- Born: May 30, 1935 Nagoya, Aichi Prefecture, Japan
- Died: November 1, 1997 (aged 62)
- Occupation(s): Actor, singer
- Years active: 1952–1997
- Spouse: Yukiyo Toake ​ ​(m. 1974; div. 1974)​

= Kazuya Kosaka =

Japanese singer and actor (1935–1997)

Kazuya Kosaka (小坂一也, Kosaka Kazuya) was a Japanese singer and actor.

==Biography==
He was born in Nagoya, Aichi Prefecture, Tokyo. He attended Seijo Gakuen High School, out of which he dropped out. Kosaka was a classmate and close friend of Tsutomu Hata, a former member of the House of Representatives. He was affiliated with Takeuchi Jimusho, Rokugatsu Gekijo, and Guranpapapurodakushon. He didn't use any art name or pseudonym.

Kosaka was active as a singer. He contributed to the introduction of rock and roll music in Japan and, from 1956, was one of the first to release covers of Elvis Presley in Japan, being nicknamed "Original Japanese Presley". He also participated in Kōhaku Uta Gassen three times in a row.

He made his film debut in 1957, appearing in Toho and Shochiku films. He drew attention to his performance in Keisuke Kinoshita's The Eternal Rainbow (1958).

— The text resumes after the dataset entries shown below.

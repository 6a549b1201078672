//! Route table
//!
//! Static, ordered mapping from path pattern to a named route and the page
//! unit that renders it. Built once, immutable afterwards.

use serde::Serialize;
use std::collections::HashMap;

use super::error::{RouteError, RouteResult};
use super::pattern::{split_path, PathPattern};
use crate::pages::PageId;

/// Version of the route set returned by [`RouteTable::canonical`]
pub const ROUTE_TABLE_VERSION: u32 = 2;

/// Page rendered for paths no route matches
pub const FALLBACK_PAGE: &str = "views/NotFound.vue";

/// The dashboard's route set: (path, name, page)
const CANONICAL_ROUTES: &[(&str, &str, &str)] = &[
    ("/", "home", "views/Home.vue"),
    ("/service", "service", "views/ServiceDashboard.vue"),
    (
        "/service/build_from_cache",
        "build_from_cache",
        "views/BuildFromCache.vue",
    ),
    (
        "/service/build_from_raw",
        "build_from_raw",
        "views/BuildFromRaw.vue",
    ),
    ("/map", "map", "views/MapView.vue"),
    ("/task-query", "task-query", "views/TaskQueryView.vue"),
    ("/rcs-web-login", "rcs-web-login", "views/RCSWebLogin.vue"),
    (
        "/exception-records",
        "exception-records",
        "views/ExceptionRecordsView.vue",
    ),
];

/// A single route: pattern, unique name, page unit
#[derive(Debug, Clone)]
pub struct RouteEntry {
    pattern: PathPattern,
    name: String,
    page: PageId,
}

impl RouteEntry {
    pub fn new(path: &str, name: impl Into<String>, page: impl Into<PageId>) -> RouteResult<Self> {
        Ok(Self {
            pattern: PathPattern::parse(path)?,
            name: name.into(),
            page: page.into(),
        })
    }

    pub fn path(&self) -> &str {
        self.pattern.as_str()
    }

    pub fn name(&self) -> &str {
        &self.name
    }

    pub fn page(&self) -> &PageId {
        &self.page
    }

    pub fn pattern(&self) -> &PathPattern {
        &self.pattern
    }
}

/// A successful resolution
#[derive(Debug, Clone, PartialEq, Serialize)]
pub struct RouteMatch {
    /// Route name
    pub name: String,
    /// Pattern of the matched route
    pub pattern: String,
    /// Page unit to render
    pub page: PageId,
    /// Path relative to the base prefix, query and fragment removed
    pub path: String,
    /// Decoded path parameters
    pub params: HashMap<String, String>,
    /// Decoded query pairs in order of appearance
    pub query: Vec<(String, String)>,
    /// Fragment without the leading `#`
    pub hash: Option<String>,
}

/// Outcome of [`RouteTable::resolve`]
#[derive(Debug, Clone, PartialEq)]
pub enum Resolution {
    Matched(RouteMatch),
    /// No route matches; the host renders the fallback page
    NotFound { path: String },
}

impl Resolution {
    pub fn is_found(&self) -> bool {
        matches!(self, Resolution::Matched(_))
    }

    /// Name of the matched route, if any
    pub fn route_name(&self) -> Option<&str> {
        match self {
            Resolution::Matched(m) => Some(&m.name),
            Resolution::NotFound { .. } => None,
        }
    }

    pub fn into_match(self) -> Option<RouteMatch> {
        match self {
            Resolution::Matched(m) => Some(m),
            Resolution::NotFound { .. } => None,
        }
    }
}

/// Immutable, validated route table
#[derive(Debug, Clone)]
pub struct RouteTable {
    entries: Vec<RouteEntry>,
    by_name: HashMap<String, usize>,
    fallback: Option<PageId>,
    base: String,
    version: u32,
}

impl RouteTable {
    /// Build a table, rejecting duplicate names and overlapping patterns
    pub fn new(entries: Vec<RouteEntry>) -> RouteResult<Self> {
        let mut by_name = HashMap::with_capacity(entries.len());

        for (i, entry) in entries.iter().enumerate() {
            if by_name.insert(entry.name.clone(), i).is_some() {
                return Err(RouteError::DuplicateName(entry.name.clone()));
            }

            for earlier in &entries[..i] {
                if earlier.pattern.as_str() == entry.pattern.as_str() {
                    return Err(RouteError::DuplicatePath(entry.path().to_string()));
                }
                if earlier.pattern.overlaps(&entry.pattern) {
                    return Err(RouteError::Ambiguous {
                        first: earlier.path().to_string(),
                        second: entry.path().to_string(),
                    });
                }
            }
        }

        Ok(Self {
            entries,
            by_name,
            fallback: None,
            base: "/".to_string(),
            version: 0,
        })
    }

    /// The dashboard's route set with its not-found page
    pub fn canonical() -> RouteResult<Self> {
        let entries = CANONICAL_ROUTES
            .iter()
            .map(|(path, name, page)| RouteEntry::new(path, *name, *page))
            .collect::<RouteResult<Vec<_>>>()?;

        Ok(Self::new(entries)?
            .with_fallback(FALLBACK_PAGE)
            .with_version(ROUTE_TABLE_VERSION))
    }

    /// Set the page rendered for unrouted paths
    pub fn with_fallback(mut self, page: impl Into<PageId>) -> Self {
        self.fallback = Some(page.into());
        self
    }

    pub fn with_version(mut self, version: u32) -> Self {
        self.version = version;
        self
    }

    /// Mount the table under an application base prefix such as `/console`
    pub fn with_base(mut self, base: &str) -> RouteResult<Self> {
        self.base = normalize_base(base)?;
        Ok(self)
    }

    /// Resolve a browser path (base prefix, query and fragment included)
    pub fn resolve(&self, raw: &str) -> Resolution {
        let (rest, hash) = match raw.split_once('#') {
            Some((rest, hash)) => (rest, Some(hash.to_string())),
            None => (raw, None),
        };
        let (full_path, query) = match rest.split_once('?') {
            Some((path, query)) => (path, parse_query(query)),
            None => (rest, Vec::new()),
        };

        let not_found = || Resolution::NotFound {
            path: full_path.to_string(),
        };

        let Some(path) = self.strip_base(full_path) else {
            return not_found();
        };
        if !path.starts_with('/') {
            return not_found();
        }

        let parts = split_path(path);
        for entry in &self.entries {
            if let Some(params) = entry.pattern.matches(&parts) {
                tracing::trace!(path = %path, route = %entry.name, "Route resolved");
                return Resolution::Matched(RouteMatch {
                    name: entry.name.clone(),
                    pattern: entry.path().to_string(),
                    page: entry.page.clone(),
                    path: path.to_string(),
                    params,
                    query,
                    hash,
                });
            }
        }

        tracing::debug!(path = %full_path, "Unrouted path");
        not_found()
    }

    /// Build the browser path for a named route
    pub fn href(&self, name: &str, params: &HashMap<String, String>) -> RouteResult<String> {
        let entry = self
            .get(name)
            .ok_or_else(|| RouteError::UnknownName(name.to_string()))?;
        let path = entry.pattern.build(params)?;

        if self.base == "/" {
            Ok(path)
        } else if path == "/" {
            Ok(format!("{}/", self.base))
        } else {
            Ok(format!("{}{}", self.base, path))
        }
    }

    pub fn get(&self, name: &str) -> Option<&RouteEntry> {
        self.by_name.get(name).map(|&i| &self.entries[i])
    }

    pub fn entries(&self) -> &[RouteEntry] {
        &self.entries
    }

    pub fn len(&self) -> usize {
        self.entries.len()
    }

    pub fn is_empty(&self) -> bool {
        self.entries.is_empty()
    }

    pub fn fallback(&self) -> Option<&PageId> {
        self.fallback.as_ref()
    }

    pub fn base(&self) -> &str {
        &self.base
    }

    pub fn version(&self) -> u32 {
        self.version
    }

    fn strip_base<'a>(&self, path: &'a str) -> Option<&'a str> {
        if self.base == "/" {
            return Some(path);
        }
        let rest = path.strip_prefix(self.base.as_str())?;
        if rest.is_empty() {
            Some("/")
        } else if rest.starts_with('/') {
            Some(rest)
        } else {
            None
        }
    }
}

fn normalize_base(base: &str) -> RouteResult<String> {
    if !base.starts_with('/') {
        return Err(RouteError::InvalidBase(base.to_string()));
    }
    let trimmed = base.trim_end_matches('/');
    if trimmed.is_empty() {
        Ok("/".to_string())
    } else {
        Ok(trimmed.to_string())
    }
}

fn parse_query(query: &str) -> Vec<(String, String)> {
    query
        .split('&')
        .filter(|pair| !pair.is_empty())
        .map(|pair| {
            let (k, v) = pair.split_once('=').unwrap_or((pair, ""));
            (decode_component(k), decode_component(v))
        })
        .collect()
}

fn decode_component(raw: &str) -> String {
    let spaced = raw.replace('+', " ");
    urlencoding::decode(&spaced)
        .map(|s| s.into_owned())
        .unwrap_or(spaced)
}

Since then he starred in many films, becoming one of Shochiku's leading actors.

In 1990 he published a memoir with Kawade Shobō Shinsha (which was republished by Shogakkanbunko in 2022).

In later years he battled with a disease while still working as an actor and singer, but eventually died of esophageal cancer in November 1997. He was 62 years old.